** WHAT YOU SHOULD DO **
Every line in the listing below from the one with "const SETTINGS_TIMEOUT: Duration" through the one with "one Flow tab" is to be reproduced exactly, both ends included; leave out the rest.

== Segment start ==

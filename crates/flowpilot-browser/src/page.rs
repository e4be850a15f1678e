//! The Flow page: workflow steps and the generation driver
//!
//! [`FlowPage`] owns the browser session for one run. The engine talks to it
//! through [`GenerationDriver`]; the CLI calls the workflow steps around that
//! (open a project, apply settings, pick the mode).

use async_trait::async_trait;
use flowpilot_core::fail_open::fail_open;
use flowpilot_core::{BackendErrorMatcher, FlowConfig, GenerationDriver, Snapshot};
use std::path::PathBuf;
use std::time::{Duration, Instant};
use tracing::{debug, info, instrument, warn};

use crate::browser::BrowserSession;
use crate::detect::{
    classify_alert, error_banner_script, parse_snapshot, snapshot_script, visible_text_script,
    BODY_TEXT_SCRIPT,
};
use crate::error::{FlowError, Result};
use crate::human::Human;
use crate::locator::{js_str, ElementState, Locator, MARKED_SELECTOR};
use crate::popups::{dismiss_popups, dismiss_targets, OverlaySurface};
use crate::screenshot::save_debug_screenshot;

const DEFAULT_WAIT: Duration = Duration::from_secs(30);
const SETTLE_TIMEOUT: Duration = Duration::from_secs(30);
const CREATE_ENABLE_TIMEOUT: Duration = Duration::from_secs(120);
const PROJECT_URL_TIMEOUT: Duration = Duration::from_secs(60);
const SETTINGS_TIMEOUT: Duration = Duration::from_secs(15);
const PROBE_INTERVAL: Duration = Duration::from_millis(250);

/// Title text that identifies the settings dialog
const SETTINGS_DIALOG_TEXT: &str = "Aspect Ratio";

/// Driver for one Flow tab
pub struct FlowPage {
    session: BrowserSession,
    config: FlowConfig,
    human: Human,
    matcher: BackendErrorMatcher,
    prompt: String,
}

impl FlowPage {
    pub fn new(session: BrowserSession, config: FlowConfig) -> Result<Self> {
        let matcher = config.generation.error_matcher()?;
        let human = Human::new(config.human.clone());
        Ok(Self {
            session,
            config,
            human,
            matcher,
            prompt: String::new(),
        })
    }

    /// Prompt typed by every submission
    pub fn set_prompt(&mut self, prompt: impl Into<String>) {
        self.prompt = prompt.into();
    }

    pub fn human(&self) -> &Human {
        &self.human
    }

    async fn inspect(&self, locator: &Locator, mark: bool) -> Result<ElementState> {
        self.session.evaluate_json(&locator.script(mark)).await
    }

    /// Wait until `locator` resolves to a visible element
    pub async fn wait_for(&self, locator: &Locator, timeout: Duration) -> Result<ElementState> {
        let start = Instant::now();
        loop {
            let state = self.inspect(locator, false).await?;
            if state.found && state.visible {
                return Ok(state);
            }
            if start.elapsed() >= timeout {
                return Err(FlowError::ElementNotFound {
                    selector: locator.describe(),
                });
            }
            tokio::time::sleep(PROBE_INTERVAL).await;
        }
    }

    /// Wait for a visible element, then click it with a pointer event
    pub async fn click(&self, locator: &Locator) -> Result<()> {
        self.wait_for(locator, DEFAULT_WAIT).await?;
        self.click_now(locator).await
    }

    async fn click_now(&self, locator: &Locator) -> Result<()> {
        let state = self.inspect(locator, true).await?;
        if !state.found {
            return Err(FlowError::ElementNotFound {
                selector: locator.describe(),
            });
        }
        tokio::time::sleep(self.human.click_delay()).await;
        debug!("Clicking {}", locator.describe());
        self.session.click_selector(MARKED_SELECTOR).await
    }

    /// The first candidate that exists on the page at all
    async fn first_present(&self, candidates: &[Locator]) -> Result<Option<Locator>> {
        for candidate in candidates {
            if self.inspect(candidate, false).await?.found {
                return Ok(Some(candidate.clone()));
            }
        }
        Ok(None)
    }

    /// Menu entry named `name`, whichever menu role the page uses
    fn menu_option(name: &str) -> [Locator; 3] {
        [
            Locator::role("menuitem", Some(name.to_string())),
            Locator::role("menuitemradio", Some(name.to_string())),
            Locator::role("option", Some(name.to_string())),
        ]
    }

    async fn pick_option(&self, name: &str) -> Result<()> {
        let candidates = Self::menu_option(name);
        let option = self
            .first_present(&candidates)
            .await?
            .unwrap_or_else(|| candidates[2].clone());
        self.click(&option).await
    }

    async fn debug_screenshot(&self, name: &str) {
        if let Some(path) = fail_open("debug_screenshot", || save_debug_screenshot(&self.session, name)).await {
            info!("Saved debug screenshot: {}", path.display());
        }
    }

    async fn sweep_popups(&self, max_attempts: usize) -> usize {
        dismiss_popups(self, &dismiss_targets(), max_attempts).await
    }

    /// Load the Flow landing page
    #[instrument(skip(self))]
    pub async fn open_flow(&self) -> Result<()> {
        self.session.navigate(&self.config.url).await?;
        self.session.wait_for_quiescence(SETTLE_TIMEOUT).await?;
        self.human.pause(500, 900).await;
        Ok(())
    }

    /// Load an existing project and scroll its result list to the top
    #[instrument(skip(self))]
    pub async fn open_project(&self, url: &str) -> Result<()> {
        self.session.navigate(url).await?;
        self.session.wait_for_quiescence(SETTLE_TIMEOUT).await?;
        self.human.pause(500, 900).await;
        self.session.evaluate_script("window.scrollTo(0, 0)").await?;
        Ok(())
    }

    /// Create a project and wait for its page; returns popups dismissed on arrival
    #[instrument(skip(self))]
    pub async fn open_new_project(&self) -> Result<usize> {
        self.click(&Locator::button(&self.config.selectors.new_project_button))
            .await?;
        let url = self
            .session
            .wait_for_url_containing("/project/", PROJECT_URL_TIMEOUT)
            .await?;
        self.session.wait_for_quiescence(SETTLE_TIMEOUT).await?;
        self.human.pause(1000, 1500).await;
        info!("Project page: {}", url);

        let dismissed = self.sweep_popups(self.config.generation.popup_max_attempts).await;
        self.human.pause(500, 800).await;
        Ok(dismissed)
    }

    /// Open the settings dialog and pick aspect ratio, output count and model
    #[instrument(skip(self))]
    pub async fn configure_settings(&self) -> Result<()> {
        let settings_button = Locator::button(&self.config.selectors.settings_button);
        if let Err(e) = self.wait_for(&settings_button, SETTINGS_TIMEOUT).await {
            self.debug_screenshot("debug_settings_btn").await;
            return Err(e);
        }
        self.click_now(&settings_button).await?;
        self.human.pause(800, 1200).await;

        // Some builds render the dialog without role="dialog".
        if self
            .wait_for(&Locator::role("dialog", None), Duration::from_secs(5))
            .await
            .is_err()
        {
            debug!("No dialog role after opening settings");
        }
        self.human.pause(300, 500).await;

        let heading = Locator::text(SETTINGS_DIALOG_TEXT).in_dialog_with(SETTINGS_DIALOG_TEXT);
        if let Err(e) = self.wait_for(&heading, SETTINGS_TIMEOUT).await {
            self.debug_screenshot("debug_settings_dialog").await;
            return Err(e);
        }

        let settings = &self.config.settings;
        for (label, value) in [
            ("Aspect Ratio", &settings.aspect_ratio),
            ("Outputs per prompt", &settings.outputs_per_prompt),
            ("Model", &settings.model),
        ] {
            if value.is_empty() {
                continue;
            }
            let dropdown = Locator::labelled_dropdown(label).in_dialog_with(SETTINGS_DIALOG_TEXT);
            self.click(&dropdown).await?;
            self.pick_option(value).await?;
            self.human.beat().await;
            debug!("{} set to {}", label, value);
        }
        Ok(())
    }

    /// Choose the generation mode; a page without a mode control is left alone
    #[instrument(skip(self))]
    pub async fn select_mode(&self) -> Result<()> {
        let label = &self.config.mode_option_label;
        if label.is_empty() {
            return Ok(());
        }

        let candidates = [
            Locator::button(&self.config.selectors.mode_button),
            Locator::role("combobox", None),
        ];
        let Some(mode_button) = self.first_present(&candidates).await? else {
            warn!("No mode control found, keeping the current mode");
            return Ok(());
        };

        self.click(&mode_button).await?;
        self.pick_option(label).await?;
        self.human.beat().await;
        Ok(())
    }

    /// Replace the prompt box contents by typing `prompt`
    #[instrument(skip(self, prompt))]
    pub async fn fill_prompt(&self, prompt: &str) -> Result<()> {
        let selectors = &self.config.selectors;
        let by_id = Locator::css(&selectors.prompt_textarea_id);
        let prompt_box = if self.inspect(&by_id, false).await?.found {
            by_id
        } else {
            Locator::placeholder(&selectors.prompt_placeholder)
        };

        self.click(&prompt_box).await?;
        self.session
            .evaluate_script(&format!(
                "(() => {{ const el = document.querySelector({}); if (el) {{ el.focus(); if (el.select) el.select(); }} }})()",
                js_str(MARKED_SELECTOR)
            ))
            .await?;
        self.session.press_key("Backspace").await?;

        for ch in prompt.chars() {
            self.session.type_text(ch.encode_utf8(&mut [0u8; 4])).await?;
            tokio::time::sleep(self.human.keystroke_delay()).await;
        }
        self.human.beat().await;
        debug!("Typed {} characters", prompt.chars().count());
        Ok(())
    }

    /// Click Create once it enables
    ///
    /// Fails with [`FlowError::SubmitDisabled`] if it stays disabled.
    #[instrument(skip(self))]
    pub async fn click_create(&self) -> Result<()> {
        let label = &self.config.selectors.create_button;
        let create = Locator::button(label);
        self.wait_for(&create, DEFAULT_WAIT).await?;

        let start = Instant::now();
        let mut last_log: Option<Instant> = None;
        loop {
            if self.inspect(&create, false).await?.enabled {
                break;
            }
            if start.elapsed() >= CREATE_ENABLE_TIMEOUT {
                self.debug_screenshot("debug_create_disabled").await;
                return Err(FlowError::SubmitDisabled {
                    label: label.clone(),
                    waited: CREATE_ENABLE_TIMEOUT,
                });
            }
            if last_log.map_or(true, |t| t.elapsed() >= Duration::from_secs(10)) {
                info!(
                    "Waiting for '{}' to enable ({}s)",
                    label,
                    start.elapsed().as_secs()
                );
                last_log = Some(Instant::now());
            }
            tokio::time::sleep(Duration::from_millis(500)).await;
        }

        self.click_now(&create).await
    }

    /// Wait for result tiles, then for the first row to carry media URLs
    pub async fn wait_for_top_row(&self, tiles_timeout: Duration, urls_timeout: Duration) -> Result<Snapshot> {
        let tiles = Locator::css(&self.config.selectors.tile_container);
        let start = Instant::now();
        while !self.inspect(&tiles, false).await?.found {
            if start.elapsed() >= tiles_timeout {
                return Err(FlowError::ElementNotFound {
                    selector: tiles.describe(),
                });
            }
            tokio::time::sleep(Duration::from_millis(500)).await;
        }

        let start = Instant::now();
        loop {
            let snapshot = self.read_snapshot().await?;
            if !snapshot.is_empty() || start.elapsed() >= urls_timeout {
                return Ok(snapshot);
            }
            tokio::time::sleep(Duration::from_millis(500)).await;
        }
    }

    async fn try_retry(&self) -> Result<bool> {
        let reuse = Locator::button(&self.config.selectors.reuse_prompt_button);
        self.wait_for(&reuse, Duration::from_secs(5)).await?;
        self.click_now(&reuse).await?;
        tokio::time::sleep(Duration::from_secs(2)).await;

        let create = Locator::button(&self.config.selectors.create_button);
        let state = self.wait_for(&create, Duration::from_secs(5)).await?;
        if !state.enabled {
            return Ok(false);
        }
        self.click_now(&create).await?;
        Ok(true)
    }
}

#[async_trait]
impl OverlaySurface for FlowPage {
    async fn is_visible(&self, target: &Locator) -> Result<bool> {
        let state = self.inspect(target, false).await?;
        Ok(state.found && state.visible)
    }

    async fn click(&self, target: &Locator) -> Result<()> {
        self.click_now(target).await
    }

    async fn press_escape(&self) -> Result<()> {
        self.session.press_key("Escape").await
    }

    async fn pause(&self, min_ms: u64, max_ms: u64) {
        self.human.pause(min_ms, max_ms).await;
    }
}

#[async_trait]
impl GenerationDriver for FlowPage {
    #[instrument(skip(self))]
    async fn submit_generation(&self) -> Result<()> {
        self.fill_prompt(&self.prompt).await?;
        info!("Prompt entered");
        self.click_create().await
    }

    async fn read_snapshot(&self) -> Result<Snapshot> {
        let value = self
            .session
            .evaluate_script(&snapshot_script(&self.config.selectors.tile_container))
            .await?;
        Ok(parse_snapshot(&value))
    }

    async fn dismiss_popups(&self, max_attempts: usize) -> Result<usize> {
        Ok(self.sweep_popups(max_attempts).await)
    }

    async fn is_generation_failed(&self) -> Result<bool> {
        let value = self
            .session
            .evaluate_script(&visible_text_script(
                &self.config.selectors.failed_generation_text,
            ))
            .await;
        match value {
            Ok(value) => Ok(value.as_bool().unwrap_or(false)),
            Err(e) => {
                debug!("Failed-generation probe errored: {}", e);
                Ok(false)
            }
        }
    }

    async fn detect_backend_error(&self) -> Result<Option<String>> {
        let value = self.session.evaluate_script(BODY_TEXT_SCRIPT).await?;
        Ok(value.as_str().and_then(|text| self.matcher.find(text)))
    }

    async fn check_error_banner(&self) -> Result<Option<String>> {
        let value = self
            .session
            .evaluate_script(&error_banner_script(&self.config.selectors.error_banner))
            .await?;
        Ok(value.as_str().and_then(classify_alert))
    }

    #[instrument(skip(self))]
    async fn retry_generation(&self) -> Result<bool> {
        match self.try_retry().await {
            Ok(dispatched) => Ok(dispatched),
            Err(e) => {
                warn!("Retry action failed: {}", e);
                Ok(false)
            }
        }
    }

    #[instrument(skip(self))]
    async fn clear_cache_and_reload(&self) -> Result<()> {
        self.session.clear_cache_and_storage().await?;
        info!("Cache and storage cleared, reloading");
        self.session.hard_reload().await?;
        self.session.wait_for_quiescence(SETTLE_TIMEOUT).await
    }

    async fn wait_until_settled(&self) -> Result<()> {
        self.session.wait_for_quiescence(SETTLE_TIMEOUT).await
    }

    async fn capture_debug_screenshot(&self, name: &str) -> Result<Option<PathBuf>> {
        Ok(Some(save_debug_screenshot(&self.session, name).await?))
    }
}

== Segment end ==

** RESULT **
const SETTINGS_TIMEOUT: Duration = Duration::from_secs(15);
const PROBE_INTERVAL: Duration = Duration::from_millis(250);

/// Title text that identifies the settings dialog
const SETTINGS_DIALOG_TEXT: &str = "Aspect Ratio";

/// Driver for one Flow tab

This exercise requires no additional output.